Items from a dataset:
Segment Open

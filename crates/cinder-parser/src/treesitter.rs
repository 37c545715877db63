//! Tree-sitter helpers for C
//!
//! Shared by the declaration synthesizer and the interface declaration
//! parser. Everything here works on a single parsed translation unit.

use tree_sitter::{LanguageError, Node, Parser as TSParser, Point, Tree};

/// Create a parser loaded with the C grammar
pub fn new_parser() -> Result<TSParser, LanguageError> {
    let mut parser = TSParser::new();
    parser.set_language(&tree_sitter_c::language())?;
    Ok(parser)
}

/// Parse `source` as a C translation unit
pub fn parse(source: &str) -> Result<Tree, String> {
    let mut parser = new_parser().map_err(|e| e.to_string())?;
    parser
        .parse(source, None)
        .ok_or_else(|| "Failed to parse source".to_string())
}

pub fn node_text<'s>(node: Node, source: &'s str) -> &'s str {
    node.utf8_text(source.as_bytes()).unwrap_or("")
}

/// Collapse runs of whitespace to a single space
pub fn collapse(text: &str) -> String {
    text.split_whitespace().collect::<Vec<_>>().join(" ")
}

/// Slice `source[start..end]` with collapsed whitespace
pub fn span_text(source: &str, start: usize, end: usize) -> String {
    source.get(start..end).map(collapse).unwrap_or_default()
}

/// Position of the first error or missing node, if the tree has one
pub fn first_error(node: Node) -> Option<Point> {
    if node.is_error() || node.is_missing() {
        return Some(node.start_position());
    }
    if !node.has_error() {
        return None;
    }

    let mut cursor = node.walk();
    let children: Vec<Node> = node.children(&mut cursor).collect();
    children.into_iter().find_map(first_error)
}

/// Whether the declaration carries the given storage class (`static`, `extern`)
pub fn has_storage_class(node: Node, source: &str, class: &str) -> bool {
    let mut cursor = node.walk();
    let found = node
        .children(&mut cursor)
        .any(|child| child.kind() == "storage_class_specifier" && node_text(child, source) == class);
    found
}

/// Declarator children of a declaration or type definition
pub fn declarators<'t>(node: Node<'t>) -> Vec<Node<'t>> {
    let mut cursor = node.walk();
    let found: Vec<Node<'t>> = node.children_by_field_name("declarator", &mut cursor).collect();
    found
}

/// Declarator with any initializer stripped
pub fn strip_initializer(node: Node) -> Node {
    if node.kind() == "init_declarator" {
        if let Some(inner) = node.child_by_field_name("declarator") {
            return inner;
        }
    }
    node
}

/// The identifier a declarator ultimately names
pub fn declarator_name(node: Node) -> Option<Node> {
    match node.kind() {
        "identifier" | "type_identifier" | "field_identifier" => Some(node),
        _ => {
            if let Some(inner) = node.child_by_field_name("declarator") {
                return declarator_name(inner);
            }
            let mut cursor = node.walk();
            let children: Vec<Node> = node.named_children(&mut cursor).collect();
            children.into_iter().find_map(declarator_name)
        }
    }
}

/// Walk a declarator chain from the outside in
fn chain(node: Node) -> Vec<Node> {
    let mut nodes = Vec::new();
    let mut current = Some(node);

    while let Some(n) = current {
        nodes.push(n);
        current = match n.kind() {
            "identifier" | "type_identifier" | "field_identifier" => None,
            "parenthesized_declarator" | "attributed_declarator" => {
                let mut cursor = n.walk();
                let inner = n
                    .named_children(&mut cursor)
                    .find(|c| c.kind().ends_with("declarator") || c.kind().ends_with("identifier"));
                inner
            }
            _ => n.child_by_field_name("declarator"),
        };
    }

    nodes
}

/// True when the declarator declares a function (not a pointer to one)
pub fn declares_function(node: Node) -> bool {
    chain(node).into_iter().any(|n| {
        n.kind() == "function_declarator"
            && n
                .child_by_field_name("declarator")
                .map(|inner| matches!(inner.kind(), "identifier" | "type_identifier"))
                .unwrap_or(false)
    })
}

/// True when the declarator chain contains a pointer
pub fn has_pointer(node: Node) -> bool {
    chain(node)
        .into_iter()
        .any(|n| n.kind() == "pointer_declarator" || n.kind() == "abstract_pointer_declarator")
}

/// True when the declarator chain contains an array without a size
pub fn has_unsized_array(node: Node) -> bool {
    chain(node)
        .into_iter()
        .any(|n| n.kind() == "array_declarator" && n.child_by_field_name("size").is_none())
}

/// True when a function declarator's parameter list ends in `...`
pub fn is_variadic(node: Node) -> bool {
    chain(node).into_iter().any(|n| {
        n.kind() == "function_declarator"
            && n.child_by_field_name("parameters")
                .map(|params| {
                    let mut cursor = params.walk();
                    let variadic = params
                        .children(&mut cursor)
                        .any(|c| c.kind() == "variadic_parameter" || c.kind() == "...");
                    variadic
                })
                .unwrap_or(false)
    })
}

Segment Closed

(TO DO):
Pick out, from the lines above, every one that contains the string "TSParser".

(ANSWER SPACE):
use tree_sitter::{LanguageError, Node, Parser as TSParser, Point, Tree};
pub fn new_parser() -> Result<TSParser, LanguageError> {
    let mut parser = TSParser::new();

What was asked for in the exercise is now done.